Falácias sobre a literatura

Só para pensar:

Falácias sobre a literatura

1. “A ficção melhora a vida das pessoas.” — Duvido que ler Céline ajude um funcionário de banco a trabalhar com mais eficiência, arrumar uma namorada ou parar de beber.

2. “Há muita inveja no meio literário.” — Sim (dizem), mas com os amigos é o contrário. Torcemos para que seus livros sejam bons, porque dilemas éticos dão certa preguiça: em algum momento precisaremos decidir se os elogiamos hipocritamente, talvez em público, ou deixamos a amizade avinagrar.

3. “Quem lê best-sellers acaba passando para obras mais complexas.” — Só se fizer um esforço que no começo parece inútil, o que a maioria não está disposta a fazer. Por que enfrentar textos que soam árduos e/ou incompreensíveis? Só porque alguém –quase sempre uma pessoa mais velha, solitária, pobre e sem carisma– diz que haverá uma recompensa ao final?

4. “O maior pecado de um escritor é ser chato.” — Contrariando o item anterior, há um prazer específico, que pode ser intenso e viciante, em emergir de um monólogo introspectivo de 900 páginas –às vezes em prosa opaca, sem enredo, humor ou concessões– como um sobrevivente.

5. “Tudo já foi dito.” — Pegue alguns dos temas que estão por aí –polícia moral de Twitter, por exemplo– e conte quantas boas histórias foram publicadas a respeito.

6. “Todos os modos de dizer já foram tentados.” — Assim como cada pessoa tem um timbre de voz, cada autor é capaz de ser bom ou idiota à sua maneira.

7. “A linguagem é capaz de tudo.” — Apenas dentro dos próprios limites.
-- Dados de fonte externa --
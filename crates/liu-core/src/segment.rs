//! 播放段 (segment) 定义.
//!
//! 段描述了下游应当播放的区间以及播放速率. 数值的单位由 `format` 决定:
//! `Time` 为纳秒, `Bytes` 为字节, `Default` 为采样帧.

use serde::Serialize;
use std::fmt;

/// 数值格式
#[derive(Debug, Clone, Copy, PartialEq, Eq, Hash, Serialize)]
pub enum Format {
    /// 未定义
    Undefined,
    /// 默认单位 (音频为采样帧)
    Default,
    /// 字节
    Bytes,
    /// 时间 (纳秒)
    Time,
}

impl fmt::Display for Format {
    fn fmt(&self, f: &mut fmt::Formatter<'_>) -> fmt::Result {
        let name = match self {
            Self::Undefined => "undefined",
            Self::Default => "default",
            Self::Bytes => "bytes",
            Self::Time => "time",
        };
        write!(f, "{name}")
    }
}

/// 播放段
#[derive(Debug, Clone, PartialEq)]
pub struct Segment {
    /// 数值格式
    pub format: Format,
    /// 播放速率, 负数表示倒放
    pub rate: f64,
    /// 上游已经应用的速率
    pub applied_rate: f64,
    /// 段起点
    pub start: u64,
    /// 段终点, `None` 表示开放
    pub stop: Option<u64>,
    /// 段起点对应的流时间
    pub time: u64,
    /// 最近一次推送到达的位置
    pub position: Option<u64>,
    /// 总时长 (若已知)
    pub duration: Option<u64>,
}

impl Segment {
    /// 创建以 0 为起点, 开放终点的段
    pub fn new(format: Format) -> Self {
        Self {
            format,
            rate: 1.0,
            applied_rate: 1.0,
            start: 0,
            stop: None,
            time: 0,
            position: None,
            duration: None,
        }
    }

    /// 将 `[start, stop)` 裁剪到段内
    ///
    /// 完全落在段外时返回 `None`.
    pub fn clip(&self, start: u64, stop: Option<u64>) -> Option<(u64, Option<u64>)> {
        if let Some(seg_stop) = self.stop {
            // 起止相同的零长度段保留整个区间
            if start > seg_stop || (self.start != seg_stop && start == seg_stop) {
                return None;
            }
        }
        if let Some(stop) = stop {
            if stop < self.start || (start != stop && stop == self.start) {
                return None;
            }
        }
        let cstart = start.max(self.start);
        let cstop = match (stop, self.stop) {
            (Some(a), Some(b)) => Some(a.min(b)),
            (Some(a), None) => Some(a),
            (None, b) => b,
        };
        Some((cstart, cstop))
    }

    /// 段内位置转换为流时间
    pub fn to_stream_time(&self, position: u64) -> Option<u64> {
        if position < self.start {
            return None;
        }
        if let Some(stop) = self.stop {
            if position > stop {
                return None;
            }
        }
        let offset = position - self.start;
        let abs_rate = self.applied_rate.abs();
        let scaled = if (abs_rate - 1.0).abs() < f64::EPSILON {
            offset
        } else {
            (offset as f64 * abs_rate) as u64
        };
        if self.applied_rate > 0.0 {
            Some(self.time + scaled)
        } else {
            self.time.checked_sub(scaled)
        }
    }
}

impl Default for Segment {
    fn default() -> Self {
        Self::new(Format::Time)
    }
}
//! # Liu (流)
//!
//! 纯 Rust 实现的流式音频解码框架.
//!
//! Liu 提供:
//! - **解码基类**: 把任意切分的编码字节流交给具体格式逐帧解码,
//!   负责时间戳推算、段裁剪、输出聚合、倒放重排、seek 换算与查询
//! - **MPEG 音频**: MPEG-1/2/2.5 Layer I/II/III 的帧同步、VBR 元数据 (Xing/Info/VBRI)
//!   与字节/时间换算
//!
//! # 快速开始
//!
//! ```rust
//! use liu::codec::{AudioDecoder, Output};
//! use liu::core::{Buffer, Caps};
//! use liu::format::mpegaudio::{MEDIA_TYPE, MpegAudioDecoder, MpegAudioSettings, SilenceDecoder};
//!
//! // 3 个 MPEG-1 Layer III 帧 (128 kbps, 44.1 kHz, 立体声)
//! let mut data = Vec::new();
//! for _ in 0..3 {
//!     let mut frame = vec![0u8; 417];
//!     frame[..4].copy_from_slice(&[0xFF, 0xFB, 0x90, 0x00]);
//!     data.extend(frame);
//! }
//!
//! let imp = MpegAudioDecoder::with_backend(MpegAudioSettings::default(), Box::new(SilenceDecoder));
//! let dec = AudioDecoder::new(imp);
//! dec.set_caps(Caps::new(MEDIA_TYPE)).unwrap();
//! dec.push_buffer(Buffer::new(data)).unwrap();
//! dec.send_event(liu::core::Event::Eos).unwrap();
//!
//! let pcm: Vec<Buffer> = dec
//!     .take_outputs()
//!     .into_iter()
//!     .filter_map(Output::into_buffer)
//!     .collect();
//! assert_eq!(pcm.len(), 3);
//! ```
//!
//! # Crate 结构
//!
//! | Crate | 功能 |
//! |-------|------|
//! | `liu-core` | 缓冲区、段、事件、查询与时间换算 |
//! | `liu-codec` | 音频解码基类 |
//! | `liu-format` | MPEG 音频解析与探测 |

/// 核心类型与工具
pub use liu_core as core;

/// 音频解码基类
pub use liu_codec as codec;

/// MPEG 音频解析
pub use liu_format as format;

/// 获取 Liu 版本号
pub fn version() -> &'static str {
    env!("CARGO_PKG_VERSION")
}

/// 以默认配置创建 MPEG 音频解码器
pub fn mpeg_audio_decoder() -> liu_codec::AudioDecoder<liu_format::MpegAudioDecoder> {
    liu_codec::AudioDecoder::new(liu_format::MpegAudioDecoder::new(
        liu_format::MpegAudioSettings::default(),
    ))
}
Um cheiro só pode ser descrito com metáforas e associações, que não são e nem mesmo definem o cheiro em si.

8. “O texto ficcional é autônomo.” — Dá para acreditar nisso, como no Papai Noel da isenção, mas a referência de toda escrita é a memória do seu autor, que não necessariamente é a memória de coisas vividas. Só uso a palavra “casa” porque sei o que é uma casa –já morei numa, já entrei em outras tantas, já vi fotos e filmes e ouvi relatos a respeito–, e isso também é autobiografia.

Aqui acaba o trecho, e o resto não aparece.